All of lore.kernel.org
 help / color / mirror / Atom feed
From: "Michal Koutný" <mkoutny@suse.com>
To: linux-mm@kvack.org, linux-kernel@vger.kernel.org
Cc: Andrew Morton <akpm@linux-foundation.org>,
	Christian Brauner <brauner@kernel.org>,
	Suren Baghdasaryan <surenb@google.com>,
	"Liam R . Howlett" <Liam.Howlett@oracle.com>,
	Mike Christie <michael.christie@oracle.com>,
	Mathieu Desnoyers <mathieu.desnoyers@efficios.com>,
	Peter Zijlstra <peterz@infradead.org>,
	Nicholas Piggin <npiggin@gmail.com>,
	Andrei Vagin <avagin@gmail.com>,
	Shakeel Butt <shakeelb@google.com>, Adam Majer <amajer@suse.com>,
	Jan Kara <jack@suse.cz>, Michal Hocko <mhocko@kernel.org>
Subject: [PATCH] mm: Sync percpu mm RSS counters before querying
Date: Fri, 16 Jun 2023 20:07:18 +0200	[thread overview]
Message-ID: <20230616180718.17725-1-mkoutny@suse.com> (raw)

An issue was observed with stats collected in struct rusage on ppc64le
with 64kB pages. The percpu counters use batching with
	percpu_counter_batch = max(32, nr*2) # in PAGE_SIZE
i.e. with larger pages but similar RSS consumption (bytes), there'll be
less flushes and error more noticeable.

In this given case (getting consumption of exited child), we can request
percpu counter's flush without worrying about contention with updaters.

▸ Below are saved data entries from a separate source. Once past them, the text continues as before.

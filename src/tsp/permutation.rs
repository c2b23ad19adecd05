/// Rearranges `values` into the next lexicographically greater permutation.
///
/// Returns `false` and leaves `values` untouched once it holds the last
/// permutation in lexicographic order.
pub fn next_permutation(values: &mut [usize]) -> bool {
    if values.len() < 2 {
        return false;
    }
    let mut pivot = values.len() - 1;
    while pivot > 0 && values[pivot - 1] >= values[pivot] {
        pivot -= 1;
    }
    if pivot == 0 {
        return false;
    }
    let mut successor = values.len() - 1;
    while values[successor] <= values[pivot - 1] {
        successor -= 1;
    }
    values.swap(pivot - 1, successor);
    values[pivot..].reverse();
    true
}
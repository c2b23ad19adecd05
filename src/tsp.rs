pub mod matrix;
mod permutation;
pub mod solver;

pub use matrix::{Distance, DistanceMatrix};
pub use solver::{solve, solve_cancellable, total_cost, Solution};

/// Validates `rows` as a distance matrix and solves it.
pub fn solve_rows(rows: Vec<Vec<Distance>>) -> crate::Result<Solution> {
    let matrix = DistanceMatrix::new(rows)?;
    Ok(solve(&matrix))
}
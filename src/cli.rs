use crate::Arguments;
use clap::{
    arg, crate_authors, crate_description, crate_name, crate_version, value_parser, Arg,
    ArgMatches, Command,
};
use std::ffi::OsString;
use std::path::PathBuf;

const ENCODE_COMMAND: &str = "encode";
const DECODE_COMMAND: &str = "decode";
const TSP_COMMAND: &str = "tsp";

pub struct CLIParser {
    command: Command,
}

impl CLIParser {
    pub fn new() -> Self {
        let command = Self::create_base_command();
        let command = Self::register_subcommands(command);
        CLIParser { command }
    }

    pub fn parse<I, T>(&mut self, itr: I) -> Arguments
    where
        I: IntoIterator<Item = T>,
        T: Into<OsString> + Clone,
    {
        let matches = self
            .command
            .try_get_matches_from_mut(itr)
            .unwrap_or_else(|e| e.exit());
        Self::extract_arguments(&matches)
    }

    fn register_subcommands(command: Command) -> Command {
        command
            .subcommand_required(true)
            .arg_required_else_help(true)
            .subcommand(Self::create_encode_command())
            .subcommand(Self::create_decode_command())
            .subcommand(Self::create_tsp_command())
    }

    fn create_encode_command() -> Command {
        let command = Command::new(ENCODE_COMMAND)
            .about("Build a Huffman code from a text and encode the text with it");
        let command = Self::register_text_argument(command);
        let command = Self::register_show_tree_argument(command);
        Self::register_packed_argument(command)
    }

    fn create_decode_command() -> Command {
        let command = Command::new(DECODE_COMMAND)
            .about("Decode a bit string with the Huffman code of a source text");
        let command = Self::register_bits_argument(command);
        Self::register_source_argument(command)
    }

    fn create_tsp_command() -> Command {
        let command = Command::new(TSP_COMMAND)
            .about("Find the cheapest round trip through all locations of a distance matrix");
        let command = Self::register_matrix_file_argument(command);
        Self::register_max_locations_argument(command)
    }

    fn register_text_argument(command: Command) -> Command {
        command.arg(Self::create_text_argument())
    }

    fn register_show_tree_argument(command: Command) -> Command {
        command.arg(Self::create_show_tree_argument())
    }

    fn register_packed_argument(command: Command) -> Command {
        command.arg(Self::create_packed_argument())
    }

    fn register_bits_argument(command: Command) -> Command {
        command.arg(Self::create_bits_argument())
    }

    fn register_source_argument(command: Command) -> Command {
        command.arg(Self::create_source_argument())
    }

    fn register_matrix_file_argument(command: Command) -> Command {
        command.arg(Self::create_matrix_file_argument())
    }

    fn register_max_locations_argument(command: Command) -> Command {
        command.arg(Self::create_max_locations_argument())
    }

    fn create_base_command() -> Command {
        Command::new(crate_name!())
            .version(crate_version!())
            .author(crate_authors!())
            .about(crate_description!())
    }

    fn create_text_argument() -> Arg {
        Arg::new("text").help("Text to encode").required(true)
    }

    fn create_show_tree_argument() -> Arg {
        arg!(show_tree: -t --show_tree "Print the Huffman tree")
    }

    fn create_packed_argument() -> Arg {
        arg!(packed: -p --packed "Print the bit string packed into bytes")
    }

    fn create_bits_argument() -> Arg {
        Arg::new("bits")
            .help("Bit string of '0' and '1' characters")
            .required(true)
    }

    fn create_source_argument() -> Arg {
        arg!(source: -s --source <TEXT> "Text the Huffman code was built from").required(true)
    }

    fn create_matrix_file_argument() -> Arg {
        Arg::new("matrix_file")
            .help("Path to distance matrix file, one row per line")
            .value_parser(value_parser!(PathBuf))
            .required(true)
    }

    fn create_max_locations_argument() -> Arg {
        arg!(max_locations: -m --max_locations <LOCATIONS> "Largest number of locations to search")
            .default_value("10")
            .value_parser(value_parser!(usize))
    }

    fn extract_arguments(matches: &ArgMatches) -> Arguments {
        match matches.subcommand() {
            Some((ENCODE_COMMAND, matches)) => Arguments::Encode {
                text: Self::extract_text_argument(matches),
                show_tree: Self::extract_show_tree_argument(matches),
                packed: Self::extract_packed_argument(matches),
            },
            Some((DECODE_COMMAND, matches)) => Arguments::Decode {
                bits: Self::extract_bits_argument(matches),
                source: Self::extract_source_argument(matches),
            },
            Some((TSP_COMMAND, matches)) => Arguments::Tsp {
                matrix_file: Self::extract_matrix_file_argument(matches),
                max_locations: Self::extract_max_locations_argument(matches),
            },
            _ => unreachable!("A subcommand is required"),
        }
    }

    fn extract_text_argument(matches: &ArgMatches) -> String {
        matches
            .get_one::<String>("text")
            .expect("Required argument text not provided")
            .clone()
    }

    fn extract_show_tree_argument(matches: &ArgMatches) -> bool {
        matches.get_flag("show_tree")
    }

    fn extract_packed_argument(matches: &ArgMatches) -> bool {
        matches.get_flag("packed")
    }

    fn extract_bits_argument(matches: &ArgMatches) -> String {
        matches
            .get_one::<String>("bits")
            .expect("Required argument bits not provided")
            .clone()
    }

    fn extract_source_argument(matches: &ArgMatches) -> String {
        matches
            .get_one::<String>("source")
            .expect("Required argument source not provided")
            .clone()
    }

    fn extract_matrix_file_argument(matches: &ArgMatches) -> PathBuf {
        matches
            .get_one::<PathBuf>("matrix_file")
            .expect("Required argument matrix_file not provided")
            .clone()
    }

    fn extract_max_locations_argument(matches: &ArgMatches) -> usize {
        matches
            .get_one::<usize>("max_locations")
            .expect("Maximum number of locations must be provided, but was unset.")
            .to_owned()
    }
}

impl Default for CLIParser {
    fn default() -> Self {
        Self::new()
    }
}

Fortunately, the commit f1a7941243c1 ("mm: convert mm's rss stats into
percpu_counter") didn't eradicate all traces of SPLIT_RSS_COUNTING and
this mechanism already provided some synchronization points before
reading stats.
Therefore, use sync_mm_rss as carrier for percpu counters refreshes and
forget SPLIT_RSS_COUNTING macro for good.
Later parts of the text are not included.